The Season of Christmas - Christmas

We celebrate the birth of Christ Jesus, our Savior.
"Christ Mass" is really the language from which the word "Christmas" comes. The Mass is a pattern of worship comprised of a sacred choral composition with five sections: Kyrie, Gloria, Credo, Sanctus, and Agnus Dei. The Christ Mass is a worship service focusing on the birth of the Christ, meaning "the Anointed One". The Christ is the promised Savior:
For God so loved the world that he gave his only Son, so that everyone who believes in him may not perish but may have eternal life.
John 3:16
God foretold the Savior's birth through the prophets of the Old Testament, and God kept His promise in the New Testament through the birth of Jesus. The first book of the New Testament, Matthew, tells of the angel of the Lord appearing unto Joseph in a dream, saying:
But just when he had resolved to do this, an angel of the Lord appeared to him in a dream and said, ‘Joseph, son of David, do not be afraid to take Mary as your wife, for the child conceived in her is from the Holy Spirit. She will bear a son, and you are to name him Jesus, for he will save his people from their sins.’
Matthew 1:20-21
Notice the word "for" which indicates the whole reason that Jesus was born - that He shall save his people from their sins. Jesus said that He didn't come into this world to condemn the world (we already stood condemned because of our sinfulness), but that He came as a ransom for many. We are no longer "kidnapped" by death and the devil.
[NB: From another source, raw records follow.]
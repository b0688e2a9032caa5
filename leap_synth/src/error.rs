use std::path::PathBuf;

use thiserror::Error;

/// Everything that can stop the application. Degraded sensor input never
/// ends up here; it is handled frame by frame.
#[derive(Debug, Error)]
pub enum AppError {
    #[error("window error: {0}")]
    Window(String),

    #[error("cannot read settings file {path}: {source}")]
    ConfigRead {
        path:   PathBuf,
        source: std::io::Error,
    },

    #[error("invalid settings file {path}: {source}")]
    ConfigParse {
        path:   PathBuf,
        source: toml::de::Error,
    },

    #[error("cannot serialise settings: {0}")]
    ConfigWrite(#[from] toml::ser::Error),

    #[error("bad control command '{input}': {reason}")]
    Command {
        input:  String,
        reason: String,
    },

    #[error(transparent)]
    Midi(#[from] synth_midi::MidiError),

    #[error("hand sensor error: {0}")]
    Sensor(String),
}

pub type Result<T> = std::result::Result<T, AppError>;
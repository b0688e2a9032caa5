//! Discrete pose classification by extended-finger count.
//!
//! Folded fingers must be *curled* (tip below the PIP joint), not merely
//! "not extended". A finger halfway through a transition is neither, so
//! it blocks every pose that has an opinion about it.

use serde::{Deserialize, Serialize};

use crate::landmarks::{LandmarkFrame, FINGER_JOINTS, FINGERTIPS, THUMB_MCP, WRIST};

/// Thumb counts as extended when its tip is this much farther from the wrist
/// than its MCP knuckle.
const THUMB_EXTEND_RATIO: f32 = 1.3;

/// Recognized poses. Anything else is [`PoseKind::None`].
#[derive(Clone, Copy, Debug, PartialEq, Eq, Hash, Serialize, Deserialize)]
pub enum PoseKind {
    None,
    One,
    Two,
    Five,
}

impl PoseKind {
    /// Extended-finger count this pose stands for (0 for `None`).
    pub fn count(self) -> u8 {
        match self {
            PoseKind::None => 0,
            PoseKind::One  => 1,
            PoseKind::Two  => 2,
            PoseKind::Five => 5,
        }
    }

    pub fn is_some(self) -> bool { self != PoseKind::None }
}

/// Per-finger reading, thumb first.
#[derive(Clone, Copy, Debug, PartialEq, Eq)]
pub struct FingerReading {
    pub extended: [bool; 5],
    pub curled:   [bool; 5],
}

pub fn read_fingers(frame: &LandmarkFrame) -> FingerReading {
    let wrist = frame.point(WRIST);
    let thumb_tip = frame.point(FINGERTIPS[0]);
    let thumb_mcp = frame.point(THUMB_MCP);

    let tip_reach  = thumb_tip.truncate().distance(wrist.truncate());
    let knuckle    = thumb_mcp.truncate().distance(wrist.truncate());
    let thumb_ext  = tip_reach > knuckle * THUMB_EXTEND_RATIO;

    let mut extended = [thumb_ext, false, false, false, false];
    let mut curled   = [!thumb_ext, false, false, false, false];

    for (i, &(mcp, pip)) in FINGER_JOINTS.iter().enumerate() {
        let tip_y = frame.point(FINGERTIPS[i + 1]).y;
        let pip_y = frame.point(pip).y;
        let mcp_y = frame.point(mcp).y;
        // y grows downward in observation space
        extended[i + 1] = tip_y < pip_y && tip_y < mcp_y;
        curled[i + 1]   = tip_y > pip_y;
    }

    FingerReading { extended, curled }
}

/// Classify a single hand. Returns exactly one pose.
pub fn classify_pose(frame: &LandmarkFrame) -> PoseKind {
    let FingerReading { extended: e, curled: c } = read_fingers(frame);

    if e.iter().all(|&x| x) {
        PoseKind::Five
    } else if e[1] && e[2] && c[3] && c[4] {
        PoseKind::Two
    } else if e[1] && c[2] && c[3] && c[4] {
        PoseKind::One
    } else {
        PoseKind::None
    }
}

// ════════════════════════════════════════════════════════════════════════════
// Tests
// ════════════════════════════════════════════════════════════════════════════

#[cfg(test)]
mod tests {
    use super::*;
    use crate::landmarks::Handedness;
    use crate::synth::{FingerShape, SyntheticHand};
    use test_case::test_case;

    use FingerShape::{Curled as C, Extended as E, Half as H};

    #[test_case([E, E, E, E, E], PoseKind::Five ; "open palm")]
    #[test_case([C, E, E, C, C], PoseKind::Two  ; "victory")]
    #[test_case([E, E, E, C, C], PoseKind::Two  ; "victory with thumb out")]
    #[test_case([C, E, C, C, C], PoseKind::One  ; "pointing")]
    #[test_case([C, C, C, C, C], PoseKind::None ; "fist")]
    #[test_case([C, E, H, C, C], PoseKind::None ; "middle finger in transition")]
    #[test_case([C, E, E, E, C], PoseKind::None ; "three fingers")]
    #[test_case([C, E, E, H, C], PoseKind::None ; "ring not curled")]
    #[test_case([C, E, E, E, E], PoseKind::None ; "four fingers")]
    fn classify_table(shapes: [FingerShape; 5], expected: PoseKind) {
        let frame = SyntheticHand::with_shapes(Handedness::Right, shapes).frame();
        assert_eq!(classify_pose(&frame), expected);
    }

    #[test]
    fn curl_is_required_not_just_unextended() {
        let r = read_fingers(&SyntheticHand::with_shapes(Handedness::Left, [C, E, H, C, C]).frame());
        assert!(!r.extended[2]);
        assert!(!r.curled[2]);
    }

    #[test]
    fn counts() {
        assert_eq!(PoseKind::None.count(), 0);
        assert_eq!(PoseKind::Five.count(), 5);
        assert!(!PoseKind::None.is_some());
    }
}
Jesus' perfect life and His death, which He didn't deserve, paid the ransom to free us so that we are declared right with God.
We formally celebrate Christmas until the arrival of Epiphany, which remembers the visit of the Magi, the Wise Men.
Did You Know....?
... that there exist many festivals of the liturgical calendar that are not formally celebrated unless Christmas Day falls on Sunday?
Along with the events that happened with Jesus' birth, the Holy Innocents (boy children of Bethlehem under two years of age who were slaughtered by order of King Herod who wanted to destroy the newborn King of the Jews in order to retain his throne), the Circumcision, and Epiphany are remembered on December 28th, January 1st, and January 6th respectively.